What I can do: the scope easily handles scanning large fields of view (50mm x 50mm) at 10X magnification and assembles the scans into coherent fullsize images (often 100,000x100,000 pixels). It can also integrate a computer vision model trained to identify animacules (specifically tardigrades) and center the sample, allowing for tracking as the tardigrade moves about in a large petri dish. This is of interest to tardigrade scientists who want to build models of tardigrade behavior and turn them into model organisms.
Right now I'm working on a sub-sub-sub-project which is to replace the LED illuminator with a new design that is capable of extremely bright pulses for extremely short durations, which allows me to acquire scans much faster. I am revelling in low-level electronic design and learning the tricks of trade, much of which is "5 minutes of soldering can save $10,000".
I had hoped to make this project into my fulltime job, but the reality is that there is not much demand for stuff like this, and if it does become your job, you typically focus on getting your leadership to give you money to buy an already existing scope designed by experts and using that to make important discoveries (I work in pharma, which does not care about tardigrades).
Eventually- I hope- I will retire and move on to the more challenging nanoscale projects- it turns out that while you can build microscopes that are accurate to microns with off-the-shelf hardware is fairly straightforward, getting to nanoscale involves understanding a lot of what was learned between the 1950s and now about ultra-high-precision, which is much more subtle and expensive.
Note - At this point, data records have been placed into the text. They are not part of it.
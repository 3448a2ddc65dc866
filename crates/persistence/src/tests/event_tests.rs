// Copyright (C) 2026 Fred Clausen
// Use of this source code is governed by an MIT-style
// license that can be found in the LICENSE file or at
// https://opensource.org/licenses/MIT.

//! Event and role requirement persistence tests.

use super::{create_test_persistence, seed_admin, seed_event, seed_staff};
use crate::{Persistence, PersistenceError};

fn setup() -> (Persistence, i64) {
    let mut persistence = create_test_persistence();
    seed_admin(&mut persistence, "admin-1");
    let event_id = seed_event(&mut persistence, "admin-1");
    (persistence, event_id)
}

#[test]
fn test_insert_event_persists_requirements() {
    let (mut persistence, event_id) = setup();

    let event = persistence.get_event(event_id).unwrap().unwrap();
    assert_eq!(event.title, "Spring Gala");
    assert_eq!(event.status, "open");

    let requirements = persistence.list_role_requirements(event_id).unwrap();
    assert_eq!(requirements.len(), 2);
    assert_eq!(requirements[0].role, "server");
    assert_eq!(requirements[0].quantity, 3);
    assert_eq!(requirements[1].role, "bartender");
    assert_eq!(requirements[1].quantity, 2);
}

#[test]
fn test_duplicate_role_requirement_rolls_back_the_event() {
    let mut persistence = create_test_persistence();
    seed_admin(&mut persistence, "admin-1");

    // The (event_id, role) unique constraint rejects the second server
    // row; the event insert must roll back with it.
    let result = persistence.insert_event(
        &crate::NewEventData {
            title: String::from("Broken Event"),
            description: None,
            event_date: String::from("2026-05-01"),
            start_time: String::from("18:00"),
            end_time: String::from("23:00"),
            location: String::from("Warehouse"),
            city: String::from("Oakland"),
            client_id: None,
            vendor_id: None,
            created_by: String::from("admin-1"),
            status: String::from("draft"),
            created_at: String::from("2026-03-01T09:00:00Z"),
        },
        &[(String::from("server"), 2), (String::from("server"), 1)],
    );

    assert!(result.is_err());
    assert!(persistence.list_events().unwrap().is_empty());
}

#[test]
fn test_update_event_status_with_matching_guard() {
    let (mut persistence, event_id) = setup();

    persistence
        .update_event_status(event_id, "open", "live")
        .unwrap();

    let event = persistence.get_event(event_id).unwrap().unwrap();
    assert_eq!(event.status, "live");
}

#[test]
fn test_update_event_status_with_stale_guard_conflicts() {
    let (mut persistence, event_id) = setup();

    persistence
        .update_event_status(event_id, "open", "live")
        .unwrap();

    let result = persistence.update_event_status(event_id, "open", "live");
    assert!(matches!(
        result,
        Err(PersistenceError::EventStatusConflict { ref status }) if status == "live"
    ));
}

#[test]
fn test_update_missing_event_is_not_found() {
    let (mut persistence, _event_id) = setup();
    let result = persistence.update_event_status(404, "open", "live");
    assert!(matches!(result, Err(PersistenceError::EventNotFound(404))));
}

#[test]
fn test_list_events_for_staff_requires_accepted_dispatch() {
    let (mut persistence, event_id) = setup();
    seed_staff(&mut persistence, "staff-1", "Oakland", "available");

    let created = persistence
        .insert_dispatch_batch(
            event_id,
            "server",
            &[String::from("staff-1")],
            "2026-03-02T09:00:00Z",
        )
        .unwrap();

    // Pending dispatch does not grant event visibility.
    assert!(persistence.list_events_for_staff("staff-1").unwrap().is_empty());

    persistence
        .respond_dispatch(created[0].dispatch_id, "accepted", "2026-03-02T10:00:00Z")
        .unwrap();

    let events = persistence.list_events_for_staff("staff-1").unwrap();
    assert_eq!(events.len(), 1);
    assert_eq!(events[0].event_id, event_id);
}

#[test]
fn test_dashboard_counts() {
    let (mut persistence, event_id) = setup();
    seed_staff(&mut persistence, "staff-1", "Oakland", "available");
    seed_staff(&mut persistence, "staff-2", "Oakland", "assigned");

    persistence
        .insert_dispatch_batch(
            event_id,
            "server",
            &[String::from("staff-1")],
            "2026-03-02T09:00:00Z",
        )
        .unwrap();
    persistence
        .insert_invite(
            "new.hire@example.com",
            "admin-1",
            &[String::from("server")],
            "Oakland",
            "tok-1",
            "2026-03-01T12:00:00Z",
            "2026-03-08T12:00:00Z",
        )
        .unwrap();

    let counts = persistence.get_dashboard_counts().unwrap();
    assert_eq!(counts.open_events, 1);
    assert_eq!(counts.draft_events, 0);
    assert_eq!(counts.available_staff, 1);
    assert_eq!(counts.assigned_staff, 1);
    assert_eq!(counts.pending_dispatches, 1);
    assert_eq!(counts.open_invites, 1);
}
Here's a sample video of tardigrade tracking- you can see the scope moving the stage to keep the "snout" centered. https://www.youtube.com/watch?v=LYaMFDjC1DQ And another, this is an empty tardigrade shell filled with eggs that are about to hatch, https://www.youtube.com/watch?v=snUQTOCHito with the first baby exiting the old shell at around 10 minutes.
I've wanted to make this the Openflexure Microscope (https://openflexure.org/projects/microscope/) but it is behind the backlog of all sorts of other things.
I build microscopes instead of telescopes (as a hobby). I can't tell you how many times I've taken a mostly working system and stripped it down to make some important change that affects most of the design to get only a tiny incremental improvement. Sometimes that improvement makes all the difference (for example, being smart when 3d printing a piece that carries something heavy so it doesn't deflect) and sometimes it's just an itch I need to scratch. Eventually, I learned to make two: a microscope that gets built and used, and then a microscope that is a prototype. Then I'm not tempted to take the daily driver and pull the engine.
Without the proper knowledge or measurement equipment, I observed that the audio would fade out after a 30 cm distance. Combined with running it for mere seconds to test and record a demo, I assumed to be in the clear with the spirit of the regulations. Appreciate the reminder to be responsible with RF.